M / 26 Ottobre 2020 in Miss Marx

Il film è altalenante, e a momenti meravigliosi (la morte di Engels, il viaggio in America) o coraggiosi (la fumata d’oppio verso la fine: ai posteri l’ardua sentenza su una scelta del genere) si assommano altri un po’ stanchi: soprattutto il rapporto di Eleanor Marx col concubino Edward Aveling, che poi è il vero fulcro del film, non è sempre all’altezza: interessantissimo come viene sviscerato l’atteggiamento di lei, teoricamente donna modernissima e già bandiera di lotte che diverranno comuni mezzo secolo abbondante dopo, ma dall’altra incapace di tagliare i ponti con un compagno stronzo, inadeguato e con le mani bucate. Solo l’estremo atto finale farà finalmente da cesura (e si noti le somiglianze e le divergenze col precedente film della Nicchiarelli, Nico, 1988: là una donna che ha vissuto sempre di estremi e che muore in una maniera tanto banale come una caduta di bicicletta, qui una donna rigorosissima nel portare avanti le sue idee e il suo stile di vita che si dà la morte nel più estremo dei gesti; tra l’altro le due morti si intersecano anche nel momento in cui la regista decide di lasciarle velate, di spostare l’enfasi su ciò che rimane e su ciò che è stato). Interessantissimo dunque, si diceva, questo rapporto, almeno sulla carta, ma in realtà trascinato troppo a lungo, spesso senza aggiungere né togliere nulla e risultando quindi più di una volta noioso. Si toglie così, tra l’altro, spazio agli altri rivoli possibili della trama e che semplici rivoli rimangono.

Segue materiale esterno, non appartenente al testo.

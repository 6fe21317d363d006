use crate::config::{BridgeConfig, Network};
use log::debug;
use reqwest::Url;
use std::time::Duration;
use tokio::net::TcpStream;
use tokio::time::timeout;

#[derive(Debug, Clone, PartialEq, Eq)]
pub struct EndpointProbe {
    pub network: Network,
    pub host: String,
    pub port: u16,
    pub reachable: bool,
    pub error: Option<String>,
}

/// TCP connect check against the host and port of `base_url`.
pub async fn probe_endpoint(network: Network, base_url: &str, limit: Duration) -> EndpointProbe {
    let (host, port) = match host_and_port(base_url) {
        Ok(parts) => parts,
        Err(e) => {
            return EndpointProbe {
                network,
                host: base_url.to_string(),
                port: 0,
                reachable: false,
                error: Some(e),
            }
        }
    };

    debug!("Probing {} endpoint {}:{}", network, host, port);
    let error = match timeout(limit, TcpStream::connect((host.as_str(), port))).await {
        Ok(Ok(_)) => None,
        Ok(Err(e)) => Some(e.to_string()),
        Err(_) => Some(format!("no answer within {:?}", limit)),
    };

    EndpointProbe {
        network,
        host,
        port,
        reachable: error.is_none(),
        error,
    }
}

/// Probes both configured gateways.
pub async fn probe_all(config: &BridgeConfig, limit: Duration) -> Vec<EndpointProbe> {
    let mut probes = Vec::with_capacity(2);
    for network in [Network::External, Network::Internal] {
        probes.push(probe_endpoint(network, config.base_url(network), limit).await);
    }
    probes
}

/// Which network to use given probe results, external first.
pub fn recommend(probes: &[EndpointProbe]) -> Option<Network> {
    [Network::External, Network::Internal]
        .into_iter()
        .find(|network| probes.iter().any(|p| p.network == *network && p.reachable))
}

fn host_and_port(base_url: &str) -> Result<(String, u16), String> {
    let url = Url::parse(base_url).map_err(|e| format!("invalid URL '{}': {}", base_url, e))?;
    let host = url
        .host_str()
        .ok_or_else(|| format!("URL '{}' has no host", base_url))?
        .to_string();
    let port = url
        .port_or_known_default()
        .ok_or_else(|| format!("URL '{}' has no port", base_url))?;
    Ok((host, port))
}
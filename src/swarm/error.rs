//! Swarm store errors.
//!
//! This module contains the [Swarm store errors](crate::swarm::error::Error).
//!
//! Errors fall in two kinds, see [`ErrorKind`]:
//!
//! - Connection errors: no connection could be checked out, because dialing
//!   failed, the pool was exhausted or no connection passed the liveness
//!   probe. Nothing was sent.
//! - Storage command errors: a command failed or the connection broke while
//!   running it. Some writes of the same batch may have landed.
//!
//! A missing peer record or peer set member is never an error.
use std::panic::Location;
use std::sync::Arc;

use torrust_tracker_primitives::StoreDriver;

pub type DynError = Arc<dyn std::error::Error + Send + Sync>;

/// The two failure classes callers can react to.
#[derive(Debug, Clone, Copy, PartialEq, Eq)]
pub enum ErrorKind {
    /// Dialing failed, the pool is exhausted or no live connection was found.
    Connection,
    /// A store command failed, returned something unexpected or lost its
    /// connection.
    StorageCommand,
}

#[derive(thiserror::Error, Debug, Clone)]
pub enum Error {
    /// Unable to open a new connection to the store.
    #[error("Failed to connect to {driver} store: {source}, {location}")]
    ConnectionFailed {
        source: DynError,
        driver: StoreDriver,
        location: &'static Location<'static>,
    },

    /// The store address in the configuration cannot be turned into a
    /// connection target.
    #[error("Invalid {driver} store address `{address}`: {reason}, {location}")]
    InvalidAddress {
        address: String,
        reason: String,
        driver: StoreDriver,
        location: &'static Location<'static>,
    },

    /// No connection could be handed out before the connection timeout.
    #[error("Failed to get a connection from the {driver} pool: {source}, {location}")]
    ConnectionPool {
        source: Arc<r2d2::Error>,
        driver: StoreDriver,
        location: &'static Location<'static>,
    },

    /// A connection did not answer the liveness probe.
    #[error("The {driver} connection failed the liveness probe: {source}, {location}")]
    LivenessProbeFailed {
        source: DynError,
        driver: StoreDriver,
        location: &'static Location<'static>,
    },

    /// A command failed or its connection broke. Other writes of the batch
    /// may have been applied.
    #[error("The {driver} store command failed: {source}, {location}")]
    CommandFailed {
        source: DynError,
        driver: StoreDriver,
        location: &'static Location<'static>,
    },

    /// A peer record exists but does not hold a peer.
    #[error("Malformed peer record `{key}` in {driver} store: {reason}, {location}")]
    MalformedRecord {
        key: String,
        reason: String,
        driver: StoreDriver,
        location: &'static Location<'static>,
    },
}

impl Error {
    #[must_use]
    pub fn kind(&self) -> ErrorKind {
        match self {
            Error::ConnectionFailed { .. }
            | Error::InvalidAddress { .. }
            | Error::ConnectionPool { .. }
            | Error::LivenessProbeFailed { .. } => ErrorKind::Connection,
            Error::CommandFailed { .. } | Error::MalformedRecord { .. } => ErrorKind::StorageCommand,
        }
    }

    #[must_use]
    pub fn driver(&self) -> StoreDriver {
        match self {
            Error::ConnectionFailed { driver, .. }
            | Error::InvalidAddress { driver, .. }
            | Error::ConnectionPool { driver, .. }
            | Error::LivenessProbeFailed { driver, .. }
            | Error::CommandFailed { driver, .. }
            | Error::MalformedRecord { driver, .. } => *driver,
        }
    }

    #[must_use]
    pub fn is_connection_error(&self) -> bool {
        self.kind() == ErrorKind::Connection
    }

    #[must_use]
    pub fn is_storage_command_error(&self) -> bool {
        self.kind() == ErrorKind::StorageCommand
    }

    #[track_caller]
    pub(crate) fn connection_failed<E>(err: E, driver: StoreDriver) -> Self
    where
        E: std::error::Error + Send + Sync + 'static,
    {
        Self::ConnectionFailed {
            source: Arc::new(err),
            driver,
            location: Location::caller(),
        }
    }

    #[track_caller]
    pub(crate) fn command_failed<E>(err: E, driver: StoreDriver) -> Self
    where
        E: std::error::Error + Send + Sync + 'static,
    {
        Self::CommandFailed {
            source: Arc::new(err),
            driver,
            location: Location::caller(),
        }
    }

    /// Turns a failed command on a pooled connection into a probe failure.
    #[track_caller]
    pub(crate) fn into_liveness_probe_failure(self) -> Self {
        let location = Location::caller();

        match self {
            Error::ConnectionFailed { source, driver, .. } | Error::CommandFailed { source, driver, .. } => {
                Error::LivenessProbeFailed {
                    source,
                    driver,
                    location,
                }
            }
            other => other,
        }
    }
}

impl From<(r2d2::Error, StoreDriver)> for Error {
    #[track_caller]
    fn from(e: (r2d2::Error, StoreDriver)) -> Self {
        let (err, driver) = e;
        Self::ConnectionPool {
            source: Arc::new(err),
            driver,
            location: Location::caller(),
        }
    }
}

impl From<redis::RedisError> for Error {
    /// A failure on an established connection. Dialing errors are built with
    /// [`Error::connection_failed`] instead.
    #[track_caller]
    fn from(err: redis::RedisError) -> Self {
        Self::command_failed(err, StoreDriver::Redis)
    }
}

Nota a margine: fa piacere vedere come la lezione di Pietro Marcello cominci a essere assimilata per bene da altri autori del cinema italiano: la Nicchiarelli usa i filmati di repertorio e le ricerche d’archivio tanto bene come Marcello in Martin Eden, o forse addirittura meglio, e questo utilizzo del found footage è tra le cose migliori del film. Speriamo che altri autori lo sappiano usare con altrettanta finezza senza che diventi una moda o un vieto cliché.